An evaluation of such queries involves multiple computations of shortest paths with additional temporal constraints. Specifically, the connection time calculated as a difference between a departure of the outgoing vehicle and an arrival of previous incoming vehicle is added to the length of a path. The problem is, in general, NP-hard. Therefore, an approximate algorithm is needed to solve the problem efficiently. To this end, the authors propose an algorithm based on graph partitioning: the problem is split into smaller problems. A set of boundary nodes is pre-calculated for each partition. The shortest path is found in each partition (called a cell in the paper) and a choice of a path between partitions. Pre-calculated paths inside cells constitute an index that significantly speeds up the search. In the proposed evaluation, the search is limited to startpoint and endpoint cells and search for chains of cells, as the paths inside cells and boundary nodes are pre-calculatied. The partitioning provides locality, but of course actual performance depends on the choice of partitioning algorithm. The paper contains deep performance analysis and comparison of different partitioning algorithms.

The second paper (Francia et al., 2022), entitled Enhancing Cubes with Models to Describe Multidimensional Data, by Matteo Francia, Patrick Marcel, Veronika Peralta, and Stefano Rizzi, presents a first step toward a proof of concept of the Intentional Analytics Model (IAM).

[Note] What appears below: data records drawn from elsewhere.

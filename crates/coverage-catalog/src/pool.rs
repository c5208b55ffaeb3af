//! Weak canonicalization pool.
//!
//! A `WeakPool` hands out one shared instance per distinct value. It only
//! holds weak references, so a value leaves the pool as soon as the last
//! strong holder drops it.

use std::collections::hash_map::DefaultHasher;
use std::collections::HashMap;
use std::hash::{Hash, Hasher};
use std::sync::{Arc, Mutex, Weak};

use crate::lock;

/// Process-wide pool of canonical instances.
pub struct WeakPool<T> {
    buckets: Mutex<HashMap<u64, Vec<Weak<T>>>>,
}

impl<T: Eq + Hash> WeakPool<T> {
    pub fn new() -> Self {
        Self {
            buckets: Mutex::new(HashMap::new()),
        }
    }

    /// Return the pooled instance equal to `value`, inserting it if none is alive.
    pub fn canonicalize(&self, value: T) -> Arc<T> {
        self.canonicalize_arc(Arc::new(value))
    }

    /// Same as `canonicalize` for a value that is already shared.
    pub fn canonicalize_arc(&self, value: Arc<T>) -> Arc<T> {
        let hash = hash_of(&*value);
        let mut buckets = lock(&self.buckets);
        let bucket = buckets.entry(hash).or_default();
        bucket.retain(|weak| weak.strong_count() > 0);

        for weak in bucket.iter() {
            if let Some(existing) = weak.upgrade() {
                if *existing == *value {
                    return existing;
                }
            }
        }
        bucket.push(Arc::downgrade(&value));
        value
    }

    /// Number of live pooled instances.
    pub fn len(&self) -> usize {
        let buckets = lock(&self.buckets);
        buckets
            .values()
            .flat_map(|bucket| bucket.iter())
            .filter(|weak| weak.strong_count() > 0)
            .count()
    }

    pub fn is_empty(&self) -> bool {
        self.len() == 0
    }

    /// Drop the bookkeeping of instances that are no longer alive.
    pub fn purge(&self) {
        let mut buckets = lock(&self.buckets);
        buckets.retain(|_, bucket| {
            bucket.retain(|weak| weak.strong_count() > 0);
            !bucket.is_empty()
        });
    }
}

impl<T: Eq + Hash> Default for WeakPool<T> {
    fn default() -> Self {
        Self::new()
    }
}

fn hash_of<T: Hash>(value: &T) -> u64 {
    let mut hasher = DefaultHasher::new();
    value.hash(&mut hasher);
    hasher.finish()
}

#[cfg(test)]
mod tests {
    use super::*;

    #[derive(Debug, PartialEq, Eq, Hash)]
    struct Key(String, u32);

    #[test]
    fn test_equal_values_share_identity() {
        let pool = WeakPool::new();
        let a = pool.canonicalize(Key("sst".into(), 1));
        let b = pool.canonicalize(Key("sst".into(), 1));
        let c = pool.canonicalize(Key("sst".into(), 2));

        assert!(Arc::ptr_eq(&a, &b));
        assert!(!Arc::ptr_eq(&a, &c));
        assert_eq!(pool.len(), 2);
    }

    #[test]
    fn test_dropped_values_leave_pool() {
        let pool = WeakPool::new();
        let a = pool.canonicalize(Key("chl".into(), 1));
        assert_eq!(pool.len(), 1);
        drop(a);
        assert!(pool.is_empty());

        pool.purge();
        let b = pool.canonicalize(Key("chl".into(), 1));
        assert_eq!(Arc::strong_count(&b), 1);
    }
}
//! Coverage table queries: filtering, pooling, lookups.

mod common;

use std::sync::Arc;

use catalog_store::CoverageRecord;
use common::counting_services;
use coverage_catalog::{CoverageReference, CoverageTable, Operation};
use coverage_common::{BoundingBox, CatalogError, TimeRange};
use test_utils::{band, bbox, coverage, crs, day, sst_catalog, sst_series, SourceTree, PNG_FORMAT, WGS84};

fn table_over(records: Vec<CoverageRecord>) -> (CoverageTable, SourceTree) {
    let tree = SourceTree::new().unwrap();
    let store = records.into_iter().fold(sst_catalog(), |store, r| store.with_coverage(r));
    let (services, _) = counting_services(store, &tree);
    (CoverageTable::for_series(services, "SST"), tree)
}

fn names(entries: &[Arc<coverage_catalog::CoverageEntry>]) -> Vec<&str> {
    entries.iter().map(|e| e.name()).collect()
}

// ============================================================================
// Canonicalization
// ============================================================================

#[tokio::test]
async fn test_equal_references_share_one_entry() {
    let (table, _tree) = table_over(vec![coverage("a", 1, bbox::SQUARE, 100, 100)]);
    let view = table.view().await;

    let first = table.entries().await.unwrap();
    let second = view.entries().await.unwrap();
    let named = table.entry_named(Some("a")).await.unwrap().unwrap();

    assert!(Arc::ptr_eq(&first[0], &second[0]));
    assert!(Arc::ptr_eq(&first[0], &named));
    assert!(Arc::ptr_eq(first[0].parameters(), second[0].parameters()));
}

#[tokio::test]
async fn test_different_operations_give_different_entries() {
    let (table, _tree) = table_over(vec![coverage("a", 1, bbox::SQUARE, 100, 100)]);
    let view = table.view().await;
    view.set_operation(Some(Operation::GradientMagnitude)).await;

    let plain = table.entry().await.unwrap().unwrap();
    let gradient = view.entry().await.unwrap().unwrap();
    assert!(!Arc::ptr_eq(&plain, &gradient));
    assert_eq!(plain.reference(), gradient.reference());
    assert_eq!(table.operation().await, None);
}

#[test]
fn test_reference_round_trip() {
    let record = coverage("a", 3, bbox::SQUARE, 640, 480);
    let reference = CoverageReference::try_from(record.clone()).unwrap();
    assert_eq!(reference.to_record(), record);
    assert_eq!(reference.width, 640);
    assert_eq!(reference.time_range, TimeRange::new(day(3), day(4)));
}

// ============================================================================
// Resolution filtering
// ============================================================================

#[tokio::test]
async fn test_resolution_filter_keeps_sufficient_coarsest() {
    let (table, _tree) = table_over(vec![
        coverage("coarse", 1, bbox::SQUARE, 100, 100),
        coverage("fine", 1, bbox::SQUARE, 400, 400),
    ]);
    table.set_preferred_resolution(Some((0.1, 0.1))).await;

    let entries = table.entries().await.unwrap();
    assert_eq!(names(&entries), vec!["coarse"]);
}

#[tokio::test]
async fn test_resolution_filter_falls_back_to_finest() {
    let (table, _tree) = table_over(vec![
        coverage("coarse", 1, bbox::SQUARE, 100, 100),
        coverage("fine", 1, bbox::SQUARE, 400, 400),
    ]);

    table.set_preferred_resolution(Some((0.001, 0.001))).await;
    assert_eq!(names(&table.entries().await.unwrap()), vec!["fine"]);

    table.set_preferred_resolution(None).await;
    assert_eq!(names(&table.entries().await.unwrap()), vec!["fine"]);
}

#[tokio::test]
async fn test_resolution_filter_keeps_distinct_times() {
    let (table, _tree) = table_over(vec![
        coverage("day1", 1, bbox::SQUARE, 100, 100),
        coverage("day2", 2, bbox::SQUARE, 100, 100),
    ]);
    assert_eq!(names(&table.entries().await.unwrap()), vec!["day1", "day2"]);
}

// ============================================================================
// Configuration
// ============================================================================

#[tokio::test]
async fn test_time_range_and_box_filter_entries() {
    let (table, _tree) = table_over(vec![
        coverage("day1", 1, bbox::SQUARE, 100, 100),
        coverage("day5", 5, bbox::SQUARE, 100, 100),
        coverage("elsewhere", 5, bbox::DISJOINT, 100, 100),
    ]);

    table.set_time_range(TimeRange::new(day(4), day(8))).await;
    assert_eq!(names(&table.entries().await.unwrap()), vec!["day5", "elsewhere"]);

    table.set_geographic_bounding_box(bbox::SQUARE).await;
    assert_eq!(names(&table.entries().await.unwrap()), vec!["day5"]);
    assert_eq!(table.geographic_bounding_box().await, bbox::SQUARE);
    assert_eq!(table.time_range().await, TimeRange::new(day(4), day(8)));
}

#[tokio::test]
async fn test_best_entry_is_closest_in_time() {
    let (table, _tree) = table_over(vec![
        coverage("day1", 1, bbox::SQUARE, 100, 100),
        coverage("day5", 5, bbox::SQUARE, 100, 100),
        coverage("day6", 6, bbox::SQUARE, 100, 100),
    ]);
    table.set_time_range(TimeRange::instant(day(5) + chrono::Duration::hours(6))).await;

    let best = table.entry().await.unwrap().unwrap();
    assert_eq!(best.name(), "day5");
}

#[tokio::test]
async fn test_best_entry_prefers_full_spatial_cover() {
    let (table, _tree) = table_over(vec![
        coverage("corner", 1, BoundingBox::new(0.0, 0.0, 5.0, 5.0), 50, 50),
        coverage("whole", 1, bbox::SQUARE, 100, 100),
    ]);
    table.set_geographic_bounding_box(bbox::SQUARE).await;

    let best = table.entry().await.unwrap().unwrap();
    assert_eq!(best.name(), "whole");
}

#[tokio::test]
async fn test_envelope_and_available_times() {
    let (table, _tree) = table_over(vec![
        coverage("day2", 2, BoundingBox::new(0.0, 0.0, 5.0, 5.0), 50, 50),
        coverage("day1", 1, bbox::SQUARE, 100, 100),
        coverage("day1-bis", 1, bbox::SQUARE, 100, 100),
    ]);

    let envelope = table.envelope().await.unwrap().unwrap();
    assert_eq!(envelope.bbox, bbox::SQUARE);
    assert_eq!(envelope.time, TimeRange::new(day(1), day(3)));

    let times = table.available_times().await.unwrap();
    assert_eq!(times, vec![TimeRange::new(day(1), day(2)), TimeRange::new(day(2), day(3))]);

    table.set_time_range(TimeRange::new(day(10), day(11))).await;
    assert_eq!(table.envelope().await.unwrap(), None);
}

// ============================================================================
// Lookups by name
// ============================================================================

#[tokio::test]
async fn test_entry_named_semantics() {
    let tree = SourceTree::new().unwrap();
    let mut other = coverage("a", 1, bbox::SQUARE, 100, 100);
    other.series = "SST2".to_string();
    let mut series2 = sst_series();
    series2.name = "SST2".to_string();
    let store = sst_catalog()
        .with_series(series2)
        .with_coverage(coverage("a", 1, bbox::SQUARE, 100, 100))
        .with_coverage(other);
    let (services, _) = counting_services(store, &tree);

    let table = CoverageTable::for_series(services.clone(), "SST");
    assert!(table.entry_named(None).await.unwrap().is_none());
    assert_eq!(table.entry_named(Some("a")).await.unwrap().unwrap().reference().series, "SST");
    assert!(matches!(
        table.entry_named(Some("missing")).await,
        Err(CatalogError::NotFound { .. })
    ));

    let all_series = CoverageTable::new(services);
    assert!(matches!(
        all_series.entry_named(Some("a")).await,
        Err(CatalogError::InvalidRecord { .. })
    ));
}

// ============================================================================
// Invalid records
// ============================================================================

#[tokio::test]
async fn test_band_gap_is_invalid_record() {
    let tree = SourceTree::new().unwrap();
    let store = sst_catalog()
        .with_band(band(2, PNG_FORMAT, 2, "second"))
        .with_band(band(4, PNG_FORMAT, 4, "fourth"))
        .with_coverage(coverage("a", 1, bbox::SQUARE, 100, 100));
    let (services, _) = counting_services(store, &tree);

    let result = services.formats.bands(PNG_FORMAT).await;
    match result {
        Err(CatalogError::InvalidRecord { message, .. }) => assert!(message.contains("non-consecutive bands")),
        other => panic!("expected InvalidRecord, got {:?}", other.map(|b| b.len())),
    }

    let table = CoverageTable::for_series(services, "SST");
    assert!(matches!(table.entries().await, Err(CatalogError::InvalidRecord { .. })));
}

#[tokio::test]
async fn test_duplicate_crs_is_invalid_record() {
    let tree = SourceTree::new().unwrap();
    let store = sst_catalog()
        .with_crs(crs(WGS84, "EPSG:4326"))
        .with_coverage(coverage("a", 1, bbox::SQUARE, 100, 100));
    let (services, _) = counting_services(store, &tree);
    let table = CoverageTable::for_series(services, "SST");

    assert!(matches!(table.entries().await, Err(CatalogError::InvalidRecord { .. })));
}

#[tokio::test]
async fn test_unknown_crs_is_not_found() {
    let mut record = coverage("a", 1, bbox::SQUARE, 100, 100);
    record.crs = "Lambert".to_string();
    let (table, _tree) = table_over(vec![record]);

    assert!(matches!(table.entries().await, Err(CatalogError::NotFound { .. })));
}

#[tokio::test]
async fn test_invalid_size_is_rejected() {
    let (table, _tree) = table_over(vec![coverage("a", 1, bbox::SQUARE, 0, 100)]);
    assert!(matches!(table.entries().await, Err(CatalogError::InvalidRecord { .. })));
}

IAM mobilizes both Online Analytical Processing (OLAP) and various machine learning methods to allow users express the so-called analysis intentions and obtain the so-called enhanced (annotated) data cube. Analysis intentions are expressed with five operators. The paper focuses on formalizing and implementing the describe operator, which describes cube measures. Enhanced cube cells are associated with interesting components of models (e.g., clustering models) that are automatically extracted from cubes. For example, cells containing outliers can be highlighted.

Moreover, the authors propose a measure to assess the interestingness of model components in terms of novelty, peculiarity and surprise during the user’s data navigation. A dataviz is also automatically produced by a heuristic to depict enhanced cubes, by coupling text-based representations (a pivot table and a ranked component list) and graphical representations, i.e., various possible charts. Eventually, the whole approach is evaluated through experiments that target efficiency, scalability, effectiveness, and formulation complexity.

The third paper (Ferrettini et al., 2022), entitled Coalitional Strategies for Efficient Individual Prediction Explanation, by Gabriel Ferrettini, Elodie Escriva, Julien Aligon, Jean-Baptiste Excoffier, and Chantal Soulé-Dupuy, addresses the problem of explaining machine learning models. The goal of this work was to develop a general method for facilitating the understanding of how a machine learning model works, with a particular focus on identifying groups of attributes that affect a ML model, i.e., a quality of prediction provided by the model.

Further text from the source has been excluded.